Show that four vertices of a square cannot lie on four concentric circles, radii of which form an arithmetic sequence

Question

My teacher said it's solved using proof through contradiction. I've considered cases of the centre of the circle, but I lose geometry big time so not sure how to do this.

Answer 1

Without loss of generality, the common center of your four circles is $(0,0)$ and the radii are $r,r+1,r+2,r+3$. Furthermore, without loss of generality the point $A$ has coordinates $(r,0)$ and the point $C$ has coordinates $\frac{r+3}{t^2+1}(t^2-1,2t)$ (rational parametrization of a circle) which avoids some juggling with trigonometric functions. Then you can compute coordinates for $B$ and $D$ depending on $t$, and look at their norms. You won't be able to make them $r+1$ resp. $r+2$ for the same $t$ and $r$.

(Originally I had incorrectly assumed that $r$ would have to be $1$, in which case you won't be able to reach $\lVert B\rVert=2$ at all. The comment below by Ewan corrected my mistake.)

To be more specific, your other two corner points will have coordinates

\begin{align*} B&= \frac1{2(t^2+1)}\begin{pmatrix} 2 r t^{2} + 2 r t + 3 t^{2} + 6 t - 3 \\ 2 r t - 3 t^{2} + 2 r + 6 t + 3 \end{pmatrix} \\ D&= \frac1{2(t^2+1)}\begin{pmatrix} 2 r t^{2} - 2 r t + 3 t^{2} - 6 t - 3 \\ 2 r t + 3 t^{2} - 2 r + 6 t - 3 \end{pmatrix} \end{align*}

Now if you want to achieve $\lVert B\rVert=r+1$ and $\lVert D\rVert=r+2$ then you eventually obtain the following system of equations:

\begin{align*} 4 r^{2} t + 2 r t^{2} + 12 r t + 7 t^{2} + 2 r + 7 &= 0 \\ 4 r^{2} t + 2 r t^{2} + 12 r t - t^{2} + 2 r - 1 &= 0 \end{align*}

This system of equations results has no real solutions. (Its four complex solutions can be summarized as $r\in\{0,3\}, t=\pm i$.)

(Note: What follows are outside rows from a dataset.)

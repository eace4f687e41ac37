//! Blocking queue ordered by (priority descending, arrival ascending).

use super::{PushError, TaskQueue};
use crate::executor::Task;
use parking_lot::{Condvar, Mutex};
use std::cmp::Ordering as CmpOrdering;
use std::collections::BinaryHeap;

struct Entry {
    task: Task,
    priority: i32,
    seq: u64,
}

impl PartialEq for Entry {
    fn eq(&self, other: &Self) -> bool {
        self.priority == other.priority && self.seq == other.seq
    }
}

impl Eq for Entry {}

impl PartialOrd for Entry {
    fn partial_cmp(&self, other: &Self) -> Option<CmpOrdering> {
        Some(self.cmp(other))
    }
}

impl Ord for Entry {
    fn cmp(&self, other: &Self) -> CmpOrdering {
        // Max-heap: higher priority first, ties broken by earlier arrival.
        self.priority
            .cmp(&other.priority)
            .then_with(|| other.seq.cmp(&self.seq))
    }
}

struct Inner {
    heap: BinaryHeap<Entry>,
    next_seq: u64,
    closed: bool,
}

/// Unbounded by design: a capacity bound here could deadlock a high-priority
/// producer behind low-priority backpressure. Callers needing admission
/// control layer it outside this queue.
pub struct PriorityTaskQueue {
    inner: Mutex<Inner>,
    not_empty: Condvar,
}

impl PriorityTaskQueue {
    pub fn new() -> Self {
        Self {
            inner: Mutex::new(Inner {
                heap: BinaryHeap::new(),
                next_seq: 0,
                closed: false,
            }),
            not_empty: Condvar::new(),
        }
    }
}

impl Default for PriorityTaskQueue {
    fn default() -> Self {
        Self::new()
    }
}

impl TaskQueue for PriorityTaskQueue {
    fn push(&self, task: Task) -> Result<(), PushError> {
        let mut inner = self.inner.lock();
        if inner.closed {
            return Err(PushError::Closed(task));
        }
        let seq = inner.next_seq;
        inner.next_seq += 1;
        let priority = task.priority();
        inner.heap.push(Entry {
            task,
            priority,
            seq,
        });
        self.not_empty.notify_one();
        Ok(())
    }

    fn try_push(&self, task: Task) -> Result<(), PushError> {
        // Never full; same as push.
        self.push(task)
    }

    fn pop(&self) -> Option<Task> {
        let mut inner = self.inner.lock();
        loop {
            if let Some(entry) = inner.heap.pop() {
                return Some(entry.task);
            }
            if inner.closed {
                return None;
            }
            self.not_empty.wait(&mut inner);
        }
    }

    fn try_pop(&self) -> Option<Task> {
        self.inner.lock().heap.pop().map(|entry| entry.task)
    }

    fn close(&self) {
        let mut inner = self.inner.lock();
        inner.closed = true;
        self.not_empty.notify_all();
    }

    fn drain_pending(&self) -> Vec<Task> {
        let mut inner = self.inner.lock();
        inner.heap.drain().map(|entry| entry.task).collect()
    }

    fn len(&self) -> usize {
        self.inner.lock().heap.len()
    }

    fn is_closed(&self) -> bool {
        self.inner.lock().closed
    }
}

impl std::fmt::Debug for PriorityTaskQueue {
    fn fmt(&self, f: &mut std::fmt::Formatter<'_>) -> std::fmt::Result {
        let inner = self.inner.lock();
        f.debug_struct("PriorityTaskQueue")
            .field("len", &inner.heap.len())
            .field("closed", &inner.closed)
            .finish()
    }
}

#[cfg(test)]
mod tests {
    use super::*;
    use crate::executor::TaskId;

    fn task_with_priority(id: u64, priority: i32) -> Task {
        Task::from_closure(TaskId(id), None, priority, || {}).0
    }

    #[test]
    fn test_higher_priority_first() {
        let queue = PriorityTaskQueue::new();
        queue.push(task_with_priority(0, 1)).unwrap();
        queue.push(task_with_priority(1, 5)).unwrap();
        queue.push(task_with_priority(2, 3)).unwrap();

        assert_eq!(queue.pop().unwrap().id(), TaskId(1));
        assert_eq!(queue.pop().unwrap().id(), TaskId(2));
        assert_eq!(queue.pop().unwrap().id(), TaskId(0));
    }

    #[test]
    fn test_fifo_within_tier() {
        let queue = PriorityTaskQueue::new();
        for id in 0..4 {
            queue.push(task_with_priority(id, 7)).unwrap();
        }
        for id in 0..4 {
            assert_eq!(queue.pop().unwrap().id(), TaskId(id));
        }
    }

    #[test]
    fn test_interleaved_tiers() {
        // Submission order {1,5,1,5} dequeues as both 5s then both 1s,
        // each tier in arrival order.
        let queue = PriorityTaskQueue::new();
        queue.push(task_with_priority(0, 1)).unwrap();
        queue.push(task_with_priority(1, 5)).unwrap();
        queue.push(task_with_priority(2, 1)).unwrap();
        queue.push(task_with_priority(3, 5)).unwrap();

        let order: Vec<TaskId> = (0..4).map(|_| queue.pop().unwrap().id()).collect();
        assert_eq!(order, vec![TaskId(1), TaskId(3), TaskId(0), TaskId(2)]);
    }

    #[test]
    fn test_try_pop_nonblocking() {
        let queue = PriorityTaskQueue::new();
        assert!(queue.try_pop().is_none());
        queue.push(task_with_priority(1, 2)).unwrap();
        assert_eq!(queue.try_pop().unwrap().id(), TaskId(1));
    }

    #[test]
    fn test_close_drains_remaining() {
        let queue = PriorityTaskQueue::new();
        queue.push(task_with_priority(0, 0)).unwrap();
        queue.close();
        assert!(queue.push(task_with_priority(1, 0)).is_err());
        assert!(queue.pop().is_some());
        assert!(queue.pop().is_none());
    }
}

You might wonder whether it's possible to cover the smallest and the largest circle with two adjacent points, instead of two opposite ones. I.e. try for $\lVert A\rVert=r,\lVert B\rVert=r+3$. There might be more obvious reasons against this, but if in doubt you can still do a computation as above.

Answer 2

Assume the contrary that there are indeed a square whose vertices are lying on 4 concentric circles whose radii forming an arithmetic progression.

Scale everything and rotate the coordinate axis such the common center of the circles is the origin $(0,0)$ and the center of the square is $(1,0)$.

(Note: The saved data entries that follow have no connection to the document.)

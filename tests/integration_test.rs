use parking_lot::Mutex;
use std::sync::Arc;
use std::time::{Duration, Instant};
use taskmill::{result_channel, Config, Engine, Error, Policy, QueueCapacity};

fn engine(policy: Policy, workers: usize) -> Engine {
    Engine::new(
        Config::builder()
            .worker_count(workers)
            .policy(policy)
            .build()
            .unwrap(),
    )
    .unwrap()
}

#[test]
fn test_end_to_end_hundred_squares() {
    let engine = engine(Policy::Fifo, 4);

    let handles: Vec<_> = (0i64..100)
        .map(|i| engine.submit(move || i * i).unwrap())
        .collect();

    let mut results: Vec<i64> = handles.into_iter().map(|h| h.get().unwrap()).collect();
    results.sort_unstable();

    let mut expected: Vec<i64> = (0i64..100).map(|i| i * i).collect();
    expected.sort_unstable();
    assert_eq!(results, expected);

    engine.shutdown(true);
    assert_eq!(engine.stats().completed, 100);
    assert_eq!(engine.stats().pending, 0);
}

#[test]
fn test_fifo_order_single_worker() {
    let engine = engine(Policy::Fifo, 1);
    let order = Arc::new(Mutex::new(Vec::new()));

    let handles: Vec<_> = (0..20)
        .map(|i| {
            let order = order.clone();
            engine.submit(move || order.lock().push(i)).unwrap()
        })
        .collect();

    for handle in handles {
        handle.get().unwrap();
    }
    assert_eq!(*order.lock(), (0..20).collect::<Vec<_>>());
    engine.shutdown(true);
}

#[test]
fn test_priority_order_single_worker() {
    let engine = engine(Policy::Priority, 1);
    let order = Arc::new(Mutex::new(Vec::new()));

    // Hold the only worker on a gate so the queue orders the rest. Wait for
    // the gate task to actually start, or a later high-priority task could
    // be claimed first.
    let (started_tx, started_rx) = crossbeam_channel::bounded::<()>(1);
    let (gate_tx, gate_rx) = crossbeam_channel::bounded::<()>(1);
    let gate = engine
        .submit(move || {
            started_tx.send(()).unwrap();
            gate_rx.recv().unwrap()
        })
        .unwrap();
    started_rx.recv_timeout(Duration::from_secs(2)).unwrap();

    let mut handles = Vec::new();
    for (label, priority) in [("p1-a", 1), ("p5-a", 5), ("p1-b", 1), ("p5-b", 5)] {
        let order = order.clone();
        handles.push(
            engine
                .submit_with_priority(priority, move || order.lock().push(label))
                .unwrap(),
        );
    }

    gate_tx.send(()).unwrap();
    gate.get().unwrap();
    for handle in handles {
        handle.get().unwrap();
    }

    assert_eq!(*order.lock(), vec!["p5-a", "p5-b", "p1-a", "p1-b"]);
    engine.shutdown(true);
}

#[test]
fn test_backpressure_bounded_fifo() {
    let engine = Engine::new(
        Config::builder()
            .worker_count(1)
            .queue_capacity(QueueCapacity::Bounded(2))
            .build()
            .unwrap(),
    )
    .unwrap();

    // Occupy the worker, then fill the queue to capacity.
    let (gate_tx, gate_rx) = crossbeam_channel::bounded::<()>(1);
    let gate = engine.submit(move || gate_rx.recv().unwrap()).unwrap();
    let queued_a = engine.submit(|| ()).unwrap();
    let queued_b = engine.submit(|| ()).unwrap();

    // A third submission must block until the worker frees a slot.
    let (submitted_tx, submitted_rx) = crossbeam_channel::bounded(1);
    let producer = {
        let engine = engine.clone();
        std::thread::spawn(move || {
            let handle = engine.submit(|| ()).unwrap();
            submitted_tx.send(Instant::now()).unwrap();
            handle
        })
    };

    std::thread::sleep(Duration::from_millis(50));
    assert!(
        submitted_rx.try_recv().is_err(),
        "third submit should be blocked by backpressure"
    );

    let released_at = Instant::now();
    gate_tx.send(()).unwrap();

    // Unblocking must follow the pop within a bounded time.
    let submitted_at = submitted_rx
        .recv_timeout(Duration::from_secs(2))
        .expect("blocked submit never unblocked");
    assert!(submitted_at >= released_at);

    gate.get().unwrap();
    queued_a.get().unwrap();
    queued_b.get().unwrap();
    producer.join().unwrap().get().unwrap();
    engine.shutdown(true);
}

#[test]
fn test_exactly_once_channel_write() {
    let (promise, handle) = result_channel();
    assert!(promise.set_value(11).is_ok());
    assert_eq!(promise.set_value(22), Err(Error::DoubleSet));
    assert_eq!(promise.set_error(Error::Cancelled), Err(Error::DoubleSet));
    assert_eq!(handle.get().unwrap(), 11);
}

#[test]
fn test_drain_shutdown_completes_all() {
    let engine = engine(Policy::Fifo, 1);

    let handles: Vec<_> = (0..5)
        .map(|i| {
            engine
                .submit(move || {
                    std::thread::sleep(Duration::from_millis(10));
                    i
                })
                .unwrap()
        })
        .collect();

    engine.shutdown(true);
    for (i, handle) in handles.into_iter().enumerate() {
        assert_eq!(handle.get().unwrap(), i);
    }
    assert_eq!(engine.stats().completed, 5);
}

#[test]
fn test_discard_shutdown_cancels_queued() {
    let engine = engine(Policy::Fifo, 1);
    let (started_tx, started_rx) = crossbeam_channel::bounded::<()>(1);
    let (gate_tx, gate_rx) = crossbeam_channel::bounded::<()>(1);

    let running = engine
        .submit(move || {
            started_tx.send(()).unwrap();
            gate_rx.recv().unwrap()
        })
        .unwrap();
    // The worker must claim the gate task before discard shutdown, or it
    // would be cancelled along with the queued tasks.
    started_rx.recv_timeout(Duration::from_secs(2)).unwrap();
    let queued: Vec<_> = (0..5).map(|_| engine.submit(|| ()).unwrap()).collect();

    let unblock = {
        std::thread::spawn(move || {
            std::thread::sleep(Duration::from_millis(50));
            let _ = gate_tx.send(());
        })
    };

    engine.shutdown(false);
    unblock.join().unwrap();

    // The already-running task still completed normally.
    assert!(running.get().is_ok());
    for handle in queued {
        assert_eq!(handle.get(), Err(Error::Cancelled));
    }
    assert!(engine.submit(|| ()).is_err());
}

#[test]
fn test_work_stealing_balances_load() {
    let engine = engine(Policy::WorkStealing, 2);

    // All 20 long tasks go to worker 0; worker 1 can only make progress by
    // stealing.
    let handles: Vec<_> = (0..20)
        .map(|i| {
            engine
                .submit_to(0, move || {
                    std::thread::sleep(Duration::from_millis(10));
                    i
                })
                .unwrap()
        })
        .collect();

    for handle in handles {
        handle.get().unwrap();
    }

    let snapshot = engine.metrics();
    assert!(
        snapshot.tasks_stolen > 0,
        "idle worker should have stolen at least one task"
    );
    engine.shutdown(true);
    assert_eq!(engine.stats().completed, 20);
}

#[test]
fn test_scheduled_tasks_respect_not_before() {
    let engine = engine(Policy::Scheduled, 2);

    let target = Instant::now() + Duration::from_millis(60);
    let deferred = engine.schedule_at(target, Instant::now).unwrap();
    let immediate = engine.submit(Instant::now).unwrap();

    // The immediate task runs well before the deferred one becomes eligible.
    assert!(immediate.get().unwrap() < target);
    assert!(deferred.get().unwrap() >= target);

    engine.shutdown(true);
}

#[test]
fn test_scheduled_repeating() {
    let engine = engine(Policy::Scheduled, 1);
    let count = Arc::new(Mutex::new(0u32));

    {
        let count = count.clone();
        engine
            .schedule_repeating(Instant::now(), Duration::from_millis(10), move || {
                *count.lock() += 1;
            })
            .unwrap();
    }

    std::thread::sleep(Duration::from_millis(150));
    engine.shutdown(true);
    assert!(*count.lock() >= 3);
}

#[test]
fn test_task_failure_is_contained() {
    let engine = engine(Policy::Fifo, 2);

    let bad = engine.submit::<_, ()>(|| panic!("payload failure")).unwrap();
    let good = engine.submit(|| "unaffected").unwrap();

    assert_eq!(bad.get(), Err(Error::TaskPanicked("payload failure".into())));
    assert_eq!(good.get().unwrap(), "unaffected");

    engine.shutdown(true);
    assert_eq!(engine.metrics().tasks_panicked, 1);
}

#[test]
fn test_shared_handle_fanout() {
    let engine = engine(Policy::Fifo, 2);

    let shared = engine.submit(|| 99u32).unwrap().into_shared();
    let readers: Vec<_> = (0..4)
        .map(|_| {
            let shared = shared.clone();
            std::thread::spawn(move || shared.get().unwrap())
        })
        .collect();

    for reader in readers {
        assert_eq!(reader.join().unwrap(), 99);
    }
    engine.shutdown(true);
}

#[test]
fn test_stats_track_busy_and_pending() {
    let engine = engine(Policy::Fifo, 1);
    let (gate_tx, gate_rx) = crossbeam_channel::bounded::<()>(1);

    let gate = engine.submit(move || gate_rx.recv().unwrap()).unwrap();
    let queued = engine.submit(|| ()).unwrap();

    // Wait for the worker to pick up the gate task.
    std::thread::sleep(Duration::from_millis(50));
    let stats = engine.stats();
    assert_eq!(stats.busy, 1);
    assert!(stats.pending >= 2);

    gate_tx.send(()).unwrap();
    gate.get().unwrap();
    queued.get().unwrap();
    engine.shutdown(true);

    let stats = engine.stats();
    assert_eq!(stats.busy, 0);
    assert_eq!(stats.pending, 0);
    assert_eq!(stats.completed, 2);
}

It is clear, we can choose a point $(u,v)$ in the first quadrant such that the 4 vertices of the square are

$$(1 + u, v),\; (1 - v, u ),\;(1 - u, -v), \;(1 + v, -u )$$

Their distances to the center of circle will be given by $\sqrt{ \Delta \pm 2u }$ and $\sqrt{ \Delta \pm 2v }$ where $\Delta = 1 + u^2 + v^2$.

First consider the case $u \ge v \ge 0$. Since the four radii are distinct, we can get rid of the equality cases and find $u > v > 0$. This leads to

$$\sqrt{\Delta - 2u} < \sqrt{\Delta - 2v} < \sqrt{\Delta + 2v} < \sqrt{\Delta + 2u}$$

If these distances form an arithmetic progression $r < r+\alpha < r+2\alpha < r+3\alpha$, we will have

$$ \begin{align} 2u - 2v &= (\Delta - 2v) - (\Delta - 2u) = (r+\alpha)^2 - r^2 = 2\alpha r + \alpha^2\\ \text{ AND }\quad 2u - 2v &= (\Delta + 2u) - (\Delta + 2v) = (r+3\alpha)^2 - (r+2\alpha)^2 = 2\alpha r + 5\alpha^2 \end{align} $$

These two equalities together leads to $\alpha^2 = 0 \iff \alpha = 0$. ie. the contradiction that the four radii are not distinct.

When $v \ge u \ge 0$, the situation is similar. This means it is impossible for the distances of the 4 vertices of the square forming an arithmetic progression.